Despite Granite Ridge's and DBI's opposition, Harleysville's request under Rule 56(f) fairs well when analyzed under the applicable legal standard. To elaborate, Harleysville thoroughly articulates the reasons why it is unable to respond to the pending motions for summary judgment in its affidavit, see Deere, 462 F.3d at 706; Kalis, 231 F.3d at 1058 n. 5; Neal, 2002 WL 32144315, at *1, and it identifies the material facts that it anticipates discovering, see Grundstad, 166 F.3d at 873; Neal, 2002 WL 32144315, at *1.

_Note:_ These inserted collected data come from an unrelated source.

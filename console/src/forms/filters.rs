//! Transaction filter bar. Every field is optional and blank means "any".

use super::schema::{self, FieldErrors};
use lib_utils::validation::parse_whole_number;
use shared::{TransactionFilter, TransactionStatus, TransactionType};

#[derive(Debug, Clone, Default, PartialEq)]
pub struct TransactionFilterForm {
    pub symbol: String,
    pub tx_type: Option<TransactionType>,
    pub status: Option<TransactionStatus>,
    pub limit: String,
    pub errors: FieldErrors,
}

impl TransactionFilterForm {
    pub fn validate(&self) -> Result<TransactionFilter, FieldErrors> {
        let mut errors = FieldErrors::new();

        let limit = match schema::optional_text(&self.limit) {
            None => Some(None),
            Some(raw) => errors
                .check(
                    "limit",
                    parse_whole_number(&raw, "Limit").and_then(|limit| {
                        u32::try_from(limit).map_err(|_| "Limit is too large".to_string())
                    }),
                )
                .map(Some),
        };

        match limit {
            Some(limit) => Ok(TransactionFilter {
                symbol: schema::optional_text(&self.symbol).map(|s| schema::normalize_symbol(&s)),
                tx_type: self.tx_type,
                status: self.status,
                limit,
            }),
            None => Err(errors),
        }
    }

    pub fn reset(&mut self) {
        *self = Self::default();
    }
}
//! Process-wide Tokio runtime for network tasks.
//!
//! egui owns the main thread, so HTTP calls run on this multi-threaded
//! runtime and report back through the app's event channel.

use once_cell::sync::OnceCell;
use tokio::runtime::{Builder, Runtime};

static TOKIO_RT: OnceCell<Runtime> = OnceCell::new();

/// Get the runtime, building it on first use.
pub fn runtime() -> std::io::Result<&'static Runtime> {
    TOKIO_RT.get_or_try_init(|| {
        Builder::new_multi_thread()
            .enable_all()
            .thread_name("admin-console-io")
            .build()
    })
}
//! # Notifications Widget
//!
//! Toast notifications using egui-notify for mutation results and load failures.

use crate::app::{Notification, NotificationLevel};
use egui_notify::Toasts;
use std::time::Duration;

const TOAST_DURATION: Duration = Duration::from_secs(5);

/// Notification manager for the application
pub struct NotificationManager {
    /// Toast notification system
    pub toasts: Toasts,
}

impl Default for NotificationManager {
    fn default() -> Self {
        let toasts = Toasts::default().with_anchor(egui_notify::Anchor::BottomRight);

        Self { toasts }
    }
}

impl NotificationManager {
    pub fn new() -> Self {
        Self::default()
    }

    /// Queue a notification produced by the app layer
    pub fn notify(&mut self, notification: &Notification) {
        let text = toast_text(notification);
        let toast = match notification.level {
            NotificationLevel::Success => self.toasts.success(text),
            NotificationLevel::Error => self.toasts.error(text),
        };
        toast.duration(Some(TOAST_DURATION));
    }

    /// Render notifications in the UI context
    pub fn show(&mut self, ctx: &egui::Context) {
        self.toasts.show(ctx);
    }
}

/// Title on the first line, description below it.
pub fn toast_text(notification: &Notification) -> String {
    match &notification.description {
        Some(description) if !description.is_empty() => {
            format!("{}\n{}", notification.title, description)
        }
        _ => notification.title.clone(),
    }
}

#[cfg(test)]
mod tests {
    use super::*;

    #[test]
    fn test_toast_text_joins_title_and_description() {
        let notification = Notification::success("Tokens minted successfully!", "Minted 100 tokens for AAPL");
        assert_eq!(
            toast_text(&notification),
            "Tokens minted successfully!\nMinted 100 tokens for AAPL"
        );

        let bare = Notification {
            level: NotificationLevel::Error,
            title: "Failed to mint tokens".to_string(),
            description: None,
        };
        assert_eq!(toast_text(&bare), "Failed to mint tokens");
    }
}
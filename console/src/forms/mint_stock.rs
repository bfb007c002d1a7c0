//! Mint form.

use super::schema::{self, FieldErrors};
use shared::MintStockInput;

#[derive(Debug, Clone, Default, PartialEq)]
pub struct MintStockForm {
    pub symbol: String,
    pub amount: String,
    pub custody_verification_url: String,
    pub notes: String,
    pub errors: FieldErrors,
}

impl MintStockForm {
    pub fn validate(&self) -> Result<MintStockInput, FieldErrors> {
        let mut errors = FieldErrors::new();

        let symbol = errors.check("symbol", schema::symbol(&self.symbol));
        let amount = errors.check(
            "amount",
            schema::whole_number(&self.amount, "Amount is required", "Amount"),
        );
        let custody_verification_url = errors.check(
            "custody_verification_url",
            schema::optional_url(&self.custody_verification_url),
        );

        match (symbol, amount, custody_verification_url) {
            (Some(symbol), Some(amount), Some(custody_verification_url)) if errors.is_empty() => {
                Ok(MintStockInput {
                    symbol,
                    amount,
                    custody_verification_url,
                    notes: schema::optional_text(&self.notes),
                })
            }
            _ => Err(errors),
        }
    }

    pub fn reset(&mut self) {
        *self = Self::default();
    }
}
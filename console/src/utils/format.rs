//! # Display Formatting
//!
//! Number, currency and label formatting for dashboards and tables.

use shared::{StockSummary, TransactionType};

/// Currency every amount is quoted in.
pub const CURRENCY: &str = "KES";

/// Hashscan base URL for transaction links.
pub const EXPLORER_BASE_URL: &str = "https://hashscan.io";

/// Insert thousands separators into a run of ASCII digits.
fn group_digits(digits: &str) -> String {
    let len = digits.len();
    let mut grouped = String::with_capacity(len + len / 3);
    for (i, ch) in digits.chars().enumerate() {
        if i > 0 && (len - i) % 3 == 0 {
            grouped.push(',');
        }
        grouped.push(ch);
    }
    grouped
}

fn format_fixed(value: f64, decimals: usize) -> String {
    let formatted = format!("{:.*}", decimals, value.abs());
    let (int_part, frac_part) = match formatted.split_once('.') {
        Some((int_part, frac_part)) => (int_part, Some(frac_part)),
        None => (formatted.as_str(), None),
    };

    let sign = if value < 0.0 && formatted.chars().any(|c| c != '0' && c != '.') {
        "-"
    } else {
        ""
    };

    match frac_part {
        Some(frac) => format!("{}{}.{}", sign, group_digits(int_part), frac),
        None => format!("{}{}", sign, group_digits(int_part)),
    }
}

/// Grouped number with up to three fraction digits, trailing zeros dropped.
///
/// ```rust
/// use admin_console::utils::format::format_number;
///
/// assert_eq!(format_number(1234567.0), "1,234,567");
/// assert_eq!(format_number(1500.25), "1,500.25");
/// ```
pub fn format_number(value: f64) -> String {
    let formatted = format_fixed(value, 3);
    if formatted.contains('.') {
        formatted.trim_end_matches('0').trim_end_matches('.').to_string()
    } else {
        formatted
    }
}

/// Currency amount with two decimals, e.g. `KES 1,234.50`.
pub fn format_currency(amount: f64) -> String {
    let formatted = format_fixed(amount, 2);
    match formatted.strip_prefix('-') {
        Some(unsigned) => format!("-{} {}", CURRENCY, unsigned),
        None => format!("{} {}", CURRENCY, formatted),
    }
}

/// Price shown on stock cards: two decimals, no grouping.
pub fn format_price(price: f64) -> String {
    format!("{:.2}", price)
}

/// Value of the circulating supply at the current price.
pub fn stock_total_value(stock: &StockSummary) -> String {
    format_currency(stock.total_value())
}

/// Wire name with underscores replaced by spaces, e.g. `TRANSFER TO USER`.
pub fn type_label(tx_type: TransactionType) -> String {
    tx_type.as_str().replace('_', " ")
}

/// Explorer link for a chain transaction.
pub fn explorer_url(network: &str, tx_hash: &str) -> String {
    format!("{}/{}/transaction/{}", EXPLORER_BASE_URL, network, tx_hash)
}

/// Footer under the transaction table.
pub fn showing_count(count: usize) -> String {
    format!(
        "Showing {} transaction{}",
        count,
        if count == 1 { "" } else { "s" }
    )
}

#[cfg(test)]
mod tests {
    use super::*;
    use shared::StockStatus;

    #[test]
    fn test_format_number() {
        assert_eq!(format_number(0.0), "0");
        assert_eq!(format_number(999.0), "999");
        assert_eq!(format_number(1000.0), "1,000");
        assert_eq!(format_number(1234567.891), "1,234,567.891");
        assert_eq!(format_number(0.5), "0.5");
        assert_eq!(format_number(-2500.0), "-2,500");
    }

    #[test]
    fn test_format_currency() {
        assert_eq!(format_currency(0.0), "KES 0.00");
        assert_eq!(format_currency(1234.5), "KES 1,234.50");
        assert_eq!(format_currency(-10.0), "-KES 10.00");
        assert_eq!(format_price(150.5), "150.50");
    }

    #[test]
    fn test_stock_total_value() {
        let stock = StockSummary {
            symbol: "AAPL".to_string(),
            name: "Apple Inc.".to_string(),
            total_supply: 1000.0,
            circulating_supply: 400.0,
            pool_balance: 600.0,
            price_per_token: 10.0,
            status: StockStatus::Active,
        };
        assert_eq!(stock_total_value(&stock), "KES 4,000.00");
    }

    #[test]
    fn test_labels_and_links() {
        assert_eq!(type_label(TransactionType::TransferFromUser), "TRANSFER FROM USER");
        assert_eq!(
            explorer_url("testnet", "0.0.1@1727000000.1"),
            "https://hashscan.io/testnet/transaction/0.0.1@1727000000.1"
        );
        assert_eq!(showing_count(1), "Showing 1 transaction");
        assert_eq!(showing_count(12), "Showing 12 transactions");
    }
}
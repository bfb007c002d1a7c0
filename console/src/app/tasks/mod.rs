//! Async background tasks: query refetches and mutations.

pub(crate) mod mutations;
pub(crate) mod queries;

use crate::app::events::AppEvent;
use crate::cache::QueryClient;
use async_channel::Sender;
use std::sync::Arc;
use tokio::runtime::Handle;

/// Everything a task needs to run off the UI thread and report back.
#[derive(Clone)]
pub(crate) struct TaskContext {
    pub runtime: Handle,
    pub queries: Arc<QueryClient>,
    pub event_tx: Sender<AppEvent>,
}
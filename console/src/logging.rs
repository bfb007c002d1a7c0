//! File-based logging initialization

use std::fs;
use std::path::PathBuf;
use tracing_appender::non_blocking::WorkerGuard;
use tracing_subscriber::{fmt, layer::SubscriberExt, util::SubscriberInitExt, EnvFilter};

pub const ENV_LOG_DIR: &str = "ADMIN_CONSOLE_LOG_DIR";
pub const LOG_FILE_NAME: &str = "admin-console.log";
pub const DEFAULT_FILTER: &str = "admin_console=info,warn";

/// Logging settings.
#[derive(Debug, Clone, PartialEq)]
pub struct LogConfig {
    pub log_dir: PathBuf,
    /// Filter used when `RUST_LOG` is unset or invalid
    pub default_filter: String,
}

impl Default for LogConfig {
    fn default() -> Self {
        Self {
            log_dir: PathBuf::from("logs"),
            default_filter: DEFAULT_FILTER.to_string(),
        }
    }
}

impl LogConfig {
    pub fn from_env() -> Self {
        let mut config = Self::default();
        if let Some(dir) = lib_utils::envs::get_env_opt(ENV_LOG_DIR) {
            config.log_dir = PathBuf::from(dir);
        }
        config
    }
}

/// Initialize the logging system
///
/// Sets up:
/// - Daily rotated file log `admin-console.log` in the configured directory
/// - Compact stderr output
/// - `RUST_LOG` filtering, falling back to the configured default
/// - Panic hook that logs the panic before the default handler runs
///
/// Returns the appender guard; keep it alive until exit so buffered lines are flushed.
/// When the log directory cannot be created, logging goes to stderr only.
pub fn init(config: &LogConfig) -> Option<WorkerGuard> {
    let env_filter = EnvFilter::try_from_default_env()
        .or_else(|_| EnvFilter::try_new(&config.default_filter))
        .unwrap_or_else(|_| EnvFilter::new(DEFAULT_FILTER));

    let stderr_layer = fmt::layer().with_writer(std::io::stderr).with_target(false).compact();

    let guard = match fs::create_dir_all(&config.log_dir) {
        Ok(()) => {
            let file_appender = tracing_appender::rolling::daily(&config.log_dir, LOG_FILE_NAME);
            let (non_blocking, guard) = tracing_appender::non_blocking(file_appender);

            let file_layer = fmt::layer()
                .with_writer(non_blocking)
                .with_target(true)
                .with_thread_ids(true)
                .with_file(true)
                .with_line_number(true)
                .with_ansi(false);

            tracing_subscriber::registry()
                .with(env_filter)
                .with(stderr_layer)
                .with(file_layer)
                .init();
            Some(guard)
        }
        Err(e) => {
            tracing_subscriber::registry()
                .with(env_filter)
                .with(stderr_layer)
                .init();
            tracing::warn!(
                log_dir = %config.log_dir.display(),
                error = %e,
                "Failed to create log directory, logging to stderr only"
            );
            None
        }
    };

    setup_panic_hook();

    tracing::info!(
        log_dir = %config.log_dir.display(),
        file = LOG_FILE_NAME,
        "Logging initialized"
    );

    guard
}

/// Log panics with their location before handing over to the default hook.
fn setup_panic_hook() {
    let default_panic = std::panic::take_hook();
    std::panic::set_hook(Box::new(move |panic_info| {
        let location = panic_info
            .location()
            .map(|l| format!("{}:{}:{}", l.file(), l.line(), l.column()))
            .unwrap_or_else(|| "unknown location".to_string());

        let message = if let Some(s) = panic_info.payload().downcast_ref::<&str>() {
            s.to_string()
        } else if let Some(s) = panic_info.payload().downcast_ref::<String>() {
            s.clone()
        } else {
            "unknown panic message".to_string()
        };

        tracing::error!(location = %location, message = %message, "Application panic");

        default_panic(panic_info);
    }));
}
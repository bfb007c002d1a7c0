//! # Query Tasks
//!
//! Background refetches of observed queries.

use super::TaskContext;
use crate::app::events::AppEvent;
use crate::cache::QueryKey;

/// Refetch `key` on the runtime and report back through the event channel.
///
/// The cache deduplicates, so spawning twice for the same key costs one request.
pub(crate) fn spawn_refetch(ctx: &TaskContext, key: QueryKey) {
    tracing::debug!(key = %key, "Spawning refetch");

    let queries = ctx.queries.clone();
    let event_tx = ctx.event_tx.clone();
    ctx.runtime.spawn(async move {
        let result = queries.refetch(key.clone()).await;
        let _ = event_tx.send(AppEvent::QueryFinished { key, result }).await;
    });
}
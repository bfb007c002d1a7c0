//! # Form Components
//!
//! Labeled inputs with inline validation messages, shared by the mutation screens.

use crate::forms::FieldErrors;
use crate::ui::theme::Theme;

const INPUT_WIDTH: f32 = 360.0;

/// Render a labeled single-line input and its validation message.
///
/// Returns `true` when the text changed this frame.
pub fn render_text_input(
    ui: &mut egui::Ui,
    label: &str,
    value: &mut String,
    hint: &str,
    error: Option<&str>,
    theme: &Theme,
) -> bool {
    ui.label(egui::RichText::new(label).strong());
    let response = ui.add_sized(
        [INPUT_WIDTH, 28.0],
        egui::TextEdit::singleline(value).hint_text(hint),
    );
    render_field_error(ui, error, theme);
    ui.add_space(6.0);
    response.changed()
}

/// Render a labeled multi-line input and its validation message.
pub fn render_text_area(
    ui: &mut egui::Ui,
    label: &str,
    value: &mut String,
    hint: &str,
    error: Option<&str>,
    theme: &Theme,
) -> bool {
    ui.label(egui::RichText::new(label).strong());
    let response = ui.add_sized(
        [INPUT_WIDTH, 72.0],
        egui::TextEdit::multiline(value).hint_text(hint).desired_rows(3),
    );
    render_field_error(ui, error, theme);
    ui.add_space(6.0);
    response.changed()
}

fn render_field_error(ui: &mut egui::Ui, error: Option<&str>, theme: &Theme) {
    if let Some(error) = error {
        ui.label(egui::RichText::new(error).small().color(theme.error));
    }
}

/// Card heading with a dimmed description line
pub fn render_form_heading(ui: &mut egui::Ui, title: &str, description: &str, theme: &Theme) {
    ui.label(egui::RichText::new(title).size(20.0).strong().color(theme.normal));
    ui.label(egui::RichText::new(description).color(theme.dim));
    ui.add_space(12.0);
}

/// Full-width submit button, disabled and relabeled while the request runs.
pub fn render_submit_button(
    ui: &mut egui::Ui,
    label: &str,
    pending_label: &str,
    pending: bool,
    theme: &Theme,
) -> bool {
    let text = if pending { pending_label } else { label };
    let button = egui::Button::new(egui::RichText::new(text).strong()).fill(theme.accent);
    ui.add_enabled(!pending, button.min_size(egui::vec2(INPUT_WIDTH, 32.0)))
        .clicked()
}

/// Summary line shown under a form when some fields failed validation
pub fn render_error_summary(ui: &mut egui::Ui, errors: &FieldErrors, theme: &Theme) {
    if errors.is_empty() {
        return;
    }
    let count = errors.len();
    ui.label(
        egui::RichText::new(format!(
            "Please fix {} field{} above",
            count,
            if count == 1 { "" } else { "s" }
        ))
        .color(theme.error),
    );
}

For example, Harleysville states that it wants to conduct discovery to determine whether "[Granite Ridge's] . . . business practices regarding receipt and retention of documents and communications regarding reservation of rights are reliable," whether "the individual(s) at [Granite Ridge] responsible for handling an[y] communication regarding legal claims had any notice of Harleysville's reservation of rights prior to the filing of the declaratory judgment in this case," whether "it was reasonable for [Granite Ridge] to assume Harleysville was defending it without reservation of rights in light of communications with Harleysville . . .," and whether [Granite Ridge's] business practices were followed with regard to [its] telephone conversations with Harleysville . . . about [DBI's] claims." (Rule 56(f) Mot. 5, 8.) Harleysville anticipates that this discovery "will show that [Granite Ridge] kept written records memorializing the telephone conversations and that all individuals responsible for assisting [Granite Ridge's] counsel with the defense of the underlying claim were aware of these conversations." (Rule 56(f) Mot. 8-9.)
Indeed, the argument that Harleysville hopes to develop through this discovery — that a reservation of rights can be effective without a formal reservation of rights letter — is not unheard of in the law. See State Farm Cas. Co. v. Jioras, 29 Cal. Rptr. 2d 840, 846 n. 12 (Cal.App. 1994). Whether it is applicable in Indiana, however, is a matter for the district court to decide on summary judgment. The district court may not be able to fully decide the issue without first giving Harleysville an opportunity to develop the record.
As a second example, under Transcontinental Insurance Co. v. J.L. Manta, Inc., 714 N.E.2d 1277, 1282-83 (Ind.Ct.App. 1999), the case Granite Ridge and DBI refer to as the "controlling authority" or "seminal case" in Indiana on the matter of estoppel ( see Granite Ridge's Resp. to Rule 56(f) Mot. 2; DBI's Resp. to Rule 56(f) Mot. 8-9), prejudice as a matter of law arises when the insurer "assumes a complete defense of the underlying suit against the insured and controls the litigation for an extended period of time after becoming aware of a coverage defense." Manta, 714 N.E.2d at 1282 (emphasis added). Here, unlike the facts in Manta, Granite Ridge has had personal counsel involved in the underlying dispute. Thus, discovery concerning the extent of the involvement of Granite Ridge's counsel and Harleysville's counsel in the underlying action certainly seems relevant to the issue of prejudice.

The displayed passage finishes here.